WHAT IS ISO 13485 ISO
The more specific requirements for validation of systems such as Enterprise Resource Planning (ERP), QMS and Laboratory Information Management Systems (LIMS), as well as any other applications used in the development or maintenance of medical devices are in ISO 13485.
![what is iso 13485 what is iso 13485](https://mdpharmacourses.com/wp-content/uploads/2016/06/ISO-13485-2016-2.png)

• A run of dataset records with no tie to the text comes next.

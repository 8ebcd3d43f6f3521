//! Configuration management for the Scrap Link backend
//!
//! Supports hierarchical configuration loading:
//! 1. Default values in code
//! 2. Configuration files (development.toml, production.toml)
//! 3. Environment variable overrides with SCRAPLINK_ prefix

use config::{ConfigError, Environment, File};
use serde::Deserialize;

/// Main application configuration
#[derive(Debug, Deserialize, Clone)]
pub struct Config {
    /// Current environment (development, production)
    pub environment: String,

    /// Server configuration
    pub server: ServerConfig,

    /// Persistence gateway configuration
    pub database: DatabaseConfig,

    /// Token verification and admin sign-in
    pub auth: AuthConfig,

    /// Transactional email (EmailJS) configuration
    pub email: EmailConfig,

    /// Price prediction service configuration
    pub price_oracle: PriceOracleConfig,

    /// Notification worker retry policy
    pub notifications: NotificationConfig,
}

#[derive(Debug, Deserialize, Clone)]
pub struct ServerConfig {
    /// Server port
    pub port: u16,

    /// Server host
    pub host: String,
}

/// Which gateway implementation to use
#[derive(Debug, Deserialize, Clone, Copy, PartialEq, Eq)]
#[serde(rename_all = "lowercase")]
pub enum GatewayBackend {
    Postgres,
    Memory,
}

#[derive(Debug, Deserialize, Clone)]
pub struct DatabaseConfig {
    pub backend: GatewayBackend,

    /// PostgreSQL connection URL
    #[serde(default)]
    pub url: String,

    /// Maximum number of connections in the pool
    pub max_connections: u32,

    /// Minimum number of connections in the pool
    pub min_connections: u32,
}

#[derive(Debug, Deserialize, Clone)]
pub struct AuthConfig {
    /// HS256 secret shared with the hosted auth provider
    pub jwt_secret: String,

    /// Admin token lifetime in seconds
    pub admin_token_expiry: i64,
}

#[derive(Debug, Deserialize, Clone)]
pub struct EmailConfig {
    pub api_url: String,
    #[serde(default)]
    pub service_id: String,
    #[serde(default)]
    pub template_id: String,
    #[serde(default)]
    pub public_key: String,
}

#[derive(Debug, Deserialize, Clone)]
pub struct PriceOracleConfig {
    /// Base URL of the prediction service; empty disables predictions
    #[serde(default)]
    pub base_url: String,

    pub timeout_secs: u64,
}

#[derive(Debug, Deserialize, Clone)]
pub struct NotificationConfig {
    pub max_attempts: u32,
    pub initial_backoff_ms: u64,
    pub max_backoff_ms: u64,
}

impl Config {
    /// Load configuration from files and environment variables
    pub fn load() -> Result<Self, ConfigError> {
        let environment =
            std::env::var("SCRAPLINK_ENVIRONMENT").unwrap_or_else(|_| "development".into());

        let config = config::Config::builder()
            // Start with default values
            .set_default("environment", environment.clone())?
            .set_default("server.port", 3000)?
            .set_default("server.host", "0.0.0.0")?
            .set_default("database.backend", "postgres")?
            .set_default("database.max_connections", 10)?
            .set_default("database.min_connections", 2)?
            .set_default("auth.admin_token_expiry", 28800)?
            .set_default("email.api_url", "https://api.emailjs.com/api/v1.0/email/send")?
            .set_default("price_oracle.timeout_secs", 15)?
            .set_default("notifications.max_attempts", 3)?
            .set_default("notifications.initial_backoff_ms", 500)?
            .set_default("notifications.max_backoff_ms", 8000)?
            // Load environment-specific config file
            .add_source(File::with_name(&format!("config/{}", environment)).required(false))
            // Override with environment variables (SCRAPLINK_ prefix)
            .add_source(
                Environment::with_prefix("SCRAPLINK")
                    .separator("__")
                    .try_parsing(true),
            )
            .build()?;

        config.try_deserialize()
    }
}

impl Default for Config {
    /// Local settings: in-memory gateway, email disabled, no price oracle
    fn default() -> Self {
        Self {
            environment: "development".to_string(),
            server: ServerConfig::default(),
            database: DatabaseConfig {
                backend: GatewayBackend::Memory,
                url: String::new(),
                max_connections: 10,
                min_connections: 2,
            },
            auth: AuthConfig {
                jwt_secret: "development-secret-key".to_string(),
                admin_token_expiry: 28800,
            },
            email: EmailConfig {
                api_url: "https://api.emailjs.com/api/v1.0/email/send".to_string(),
                service_id: String::new(),
                template_id: String::new(),
                public_key: String::new(),
            },
            price_oracle: PriceOracleConfig {
                base_url: String::new(),
                timeout_secs: 15,
            },
            notifications: NotificationConfig::default(),
        }
    }
}

impl Default for ServerConfig {
    fn default() -> Self {
        Self {
            port: 3000,
            host: "0.0.0.0".to_string(),
        }
    }
}

impl Default for NotificationConfig {
    fn default() -> Self {
        Self {
            max_attempts: 3,
            initial_backoff_ms: 500,
            max_backoff_ms: 8000,
        }
    }
}
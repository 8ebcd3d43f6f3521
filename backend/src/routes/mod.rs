//! Route definitions for the Scrap Link API

use axum::{
    middleware,
    routing::{get, patch, post},
    Router,
};

use crate::{handlers, middleware::session_middleware, AppState};

/// Create API routes
pub fn api_routes(state: AppState) -> Router<AppState> {
    Router::new()
        .nest("/auth", auth_routes())
        .nest("/listings", listing_routes())
        .nest("/pickup-requests", pickup_routes())
        .nest("/transactions", transaction_routes())
        .nest("/admin", admin_routes())
        .route_layer(middleware::from_fn_with_state(state, session_middleware))
        // Health check (no session needed)
        .route("/health", get(handlers::health_check))
}

/// Admin sign-in and session routes
fn auth_routes() -> Router<AppState> {
    Router::new()
        .route("/admin/login", post(handlers::admin_login))
        .route("/session", get(handlers::get_session))
        .route("/sign-out", post(handlers::sign_out))
}

/// Listing routes
fn listing_routes() -> Router<AppState> {
    Router::new()
        .route("/", post(handlers::create_listing))
        .route("/nearby", get(handlers::nearby_listings))
        .route("/categories", get(handlers::listing_categories))
        .route("/mine", get(handlers::my_listings))
        .route("/price-estimate", post(handlers::price_estimate))
        .route("/price-estimate/batch", post(handlers::price_estimate_batch))
        .route("/:scrap_id", get(handlers::get_listing))
}

/// Pickup request lifecycle routes
fn pickup_routes() -> Router<AppState> {
    Router::new()
        .route("/", post(handlers::create_pickup_request))
        .route("/incoming", get(handlers::seller_pickup_requests))
        .route("/mine", get(handlers::recycler_pickup_requests))
        .route("/:request_id/accept", post(handlers::accept_pickup_request))
        .route("/:request_id/reject", post(handlers::reject_pickup_request))
        .route("/:request_id/complete", post(handlers::complete_pickup_request))
        .route("/:request_id/resend", post(handlers::resend_pickup_notification))
}

/// Transaction routes
fn transaction_routes() -> Router<AppState> {
    Router::new().route("/mine", get(handlers::my_transactions))
}

/// Admin moderation routes
fn admin_routes() -> Router<AppState> {
    Router::new()
        .route("/users", get(handlers::admin_list_users))
        .route(
            "/users/:user_id",
            patch(handlers::admin_update_user_role).delete(handlers::admin_delete_user),
        )
        .route("/listings", get(handlers::admin_list_listings))
        .route(
            "/listings/:scrap_id",
            patch(handlers::admin_update_listing_status).delete(handlers::admin_delete_listing),
        )
        .route(
            "/listings/:scrap_id/flags",
            post(handlers::admin_flag_listing).get(handlers::admin_listing_flags),
        )
        .route("/pickup-requests", get(handlers::admin_list_pickup_requests))
        .route(
            "/pickup-requests/:request_id",
            patch(handlers::admin_update_pickup_status),
        )
        .route(
            "/pickup-requests/:request_id/flags",
            post(handlers::admin_flag_pickup_request).get(handlers::admin_pickup_request_flags),
        )
        .route("/transactions", get(handlers::admin_list_transactions))
        .route(
            "/transactions/:transaction_id",
            patch(handlers::admin_update_transaction_status),
        )
}
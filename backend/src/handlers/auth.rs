//! Authentication handlers

use axum::{extract::State, Json};

use crate::error::AppResult;
use crate::middleware::CurrentSession;
use crate::services::auth::{AdminLoginInput, AdminToken};
use crate::services::AuthService;
use crate::session::SessionSnapshot;
use crate::AppState;

/// Admin login endpoint handler
pub async fn admin_login(
    State(state): State<AppState>,
    Json(body): Json<AdminLoginInput>,
) -> AppResult<Json<AdminToken>> {
    let auth_service = AuthService::new(state.gateway.clone(), &state.config);
    Ok(Json(auth_service.admin_login(body).await?))
}

/// Who the caller is, as far as this request is concerned
pub async fn get_session(CurrentSession(session): CurrentSession) -> Json<SessionSnapshot> {
    Json(session.snapshot())
}

/// Sign-out hook; tokens are stateless, so the client discards its token
pub async fn sign_out(CurrentSession(mut session): CurrentSession) -> Json<SessionSnapshot> {
    if let Some(user) = session.current_user() {
        tracing::info!(user_id = %user.user_id, "user signed out");
    } else if let Some(admin) = session.current_admin() {
        tracing::info!(admin_id = %admin.admin_id, "admin signed out");
    }
    session.sign_out();
    Json(session.snapshot())
}
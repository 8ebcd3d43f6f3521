//! Token verification and admin sign-in
//!
//! End-user tokens are issued by the hosted auth provider and only verified
//! here. Admin tokens are issued by `admin_login` after a bcrypt check against
//! the `admins` collection.

use std::sync::Arc;

use bcrypt::verify;
use chrono::{Duration, Utc};
use jsonwebtoken::{decode, encode, DecodingKey, EncodingKey, Header, Validation};
use serde::{Deserialize, Serialize};
use uuid::Uuid;

use shared::{validate_email, AdminIdentity, Identity};

use crate::config::Config;
use crate::error::{AppError, AppResult};
use crate::gateway::PersistenceGateway;

/// Role claim carried by admin tokens
pub const ADMIN_ROLE: &str = "admin";

/// Role claim carried by end-user tokens from the auth provider
pub const USER_ROLE: &str = "authenticated";

#[derive(Clone)]
pub struct AuthService {
    gateway: Arc<dyn PersistenceGateway>,
    jwt_secret: String,
    admin_token_expiry: i64,
}

/// JWT claims structure
#[derive(Debug, Clone, Serialize, Deserialize)]
pub struct Claims {
    pub sub: String,
    pub role: String,
    #[serde(default)]
    pub email: Option<String>,
    pub exp: i64,
    pub iat: i64,
}

#[derive(Debug, Deserialize)]
pub struct AdminLoginInput {
    pub email: String,
    pub password: String,
}

#[derive(Debug, Serialize)]
pub struct AdminToken {
    pub access_token: String,
    pub token_type: String,
    pub expires_in: i64,
    pub admin: AdminIdentity,
}

impl AuthService {
    pub fn new(gateway: Arc<dyn PersistenceGateway>, config: &Config) -> Self {
        Self {
            gateway,
            jwt_secret: config.auth.jwt_secret.clone(),
            admin_token_expiry: config.auth.admin_token_expiry,
        }
    }

    /// Check admin credentials and issue an admin token
    pub async fn admin_login(&self, input: AdminLoginInput) -> AppResult<AdminToken> {
        let email = input.email.trim();
        validate_email(email).map_err(|msg| AppError::validation("email", msg))?;

        let account = self
            .gateway
            .find_admin_by_email(email)
            .await?
            .ok_or(AppError::InvalidCredentials)?;

        let valid = verify(&input.password, &account.password_hash)
            .map_err(|e| AppError::Internal(format!("Password verification failed: {}", e)))?;
        if !valid {
            tracing::warn!(email = %email, "admin sign-in rejected");
            return Err(AppError::InvalidCredentials);
        }

        let admin = AdminIdentity {
            admin_id: account.admin_id,
            email: account.email,
        };
        let access_token =
            self.issue_token(&admin.admin_id.to_string(), ADMIN_ROLE, Some(&admin.email))?;

        tracing::info!(admin_id = %admin.admin_id, "admin signed in");
        Ok(AdminToken {
            access_token,
            token_type: "Bearer".to_string(),
            expires_in: self.admin_token_expiry,
            admin,
        })
    }

    /// Sign a token; also used by tests to stand in for the auth provider
    pub fn issue_token(&self, subject: &str, role: &str, email: Option<&str>) -> AppResult<String> {
        let now = Utc::now();
        let claims = Claims {
            sub: subject.to_string(),
            role: role.to_string(),
            email: email.map(str::to_string),
            exp: (now + Duration::seconds(self.admin_token_expiry)).timestamp(),
            iat: now.timestamp(),
        };

        encode(
            &Header::default(),
            &claims,
            &EncodingKey::from_secret(self.jwt_secret.as_bytes()),
        )
        .map_err(|e| AppError::Internal(format!("Token generation failed: {}", e)))
    }

    pub fn verify_token(&self, token: &str) -> AppResult<Claims> {
        let mut validation = Validation::default();
        // Provider tokens carry an `aud` we do not check
        validation.validate_aud = false;

        decode::<Claims>(
            token,
            &DecodingKey::from_secret(self.jwt_secret.as_bytes()),
            &validation,
        )
        .map(|data| data.claims)
        .map_err(|e| AppError::Unauthorized(format!("Invalid token: {}", e)))
    }

    /// Resolve verified claims to the identity they name.
    /// `None` when the user has no profile (yet).
    pub async fn resolve_identity(&self, claims: &Claims) -> AppResult<Option<Identity>> {
        let subject = Uuid::parse_str(&claims.sub)
            .map_err(|_| AppError::Unauthorized("Invalid subject in token".to_string()))?;

        if claims.role == ADMIN_ROLE {
            return Ok(Some(Identity::Admin(AdminIdentity {
                admin_id: subject,
                email: claims.email.clone().unwrap_or_default(),
            })));
        }

        let profile = self.gateway.get_user(subject).await?;
        if profile.is_none() {
            tracing::debug!(user_id = %subject, "token has no matching profile");
        }
        Ok(profile.map(Identity::User))
    }
}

One of the best ways to do so is to have Key performance indicators for the processes within the QMS.Ĭompanies can demonstrate that they are serious about protecting safety and quality by validating their computer systems. During the continuous monitoring of the QMS for its effectiveness, adjustments should be made as necessary and documented. There should be defined roles and responsibilities in documented quality agreements with any resources that are outsourced. Monitoring and controlling processes that impact the requirements of the risk-based approach: Whether you run the processes in-house or outsource some of them, processes that impact requirements of the risk-based approach ISO 13485:2016 must be monitored and controlled. While addressing the specific regulatory requirement of the market where the medical device is to be manufactured and marketed, the QMS content should also address the requirement of the ISO 13485:2016. The regulatory requirements vary across markets. Quality record documentation is performed to show that the QMS is executed and followed. It also provides the sequences, interactions and resources required to do business with a medical device company. What QMS consists of: The QMS consists of the fundamental set of policies, procedures, forms, and work instructions. The following section will take you through the major sections of the ISO 13485:2016 and provide action items and best practices to help you apply them in your medical device company.ĭefinition: "A formal system that documents the structure, processes, roles, responsibilities and procedures required to achieve effective quality management." (ASQ, a Quality Management System). There is a greater emphasis on risk-based approaches to quality and safety as compared to the ISO 13485:2003.Ĭompliance with ISO 9001:2016 requires companies to demonstrate that risk is taken into account for the entire organization's Quality Management System (QMS) processes that include aspects shown in the following figure.Ĭompliance with ISO 9001:2016 requires companies to demonstrate that risk is taken into account for the entire organization's Quality Management System (QMS) processes However, it requires risk-based approaches for quality and safety protection just like the requirement that is mentioned over a dozen times in the ISO 9001:2016 standards. The ISO 13485 standard does not have a high-level Annex SL structure that's found in the other ISO 9001:2015 standards.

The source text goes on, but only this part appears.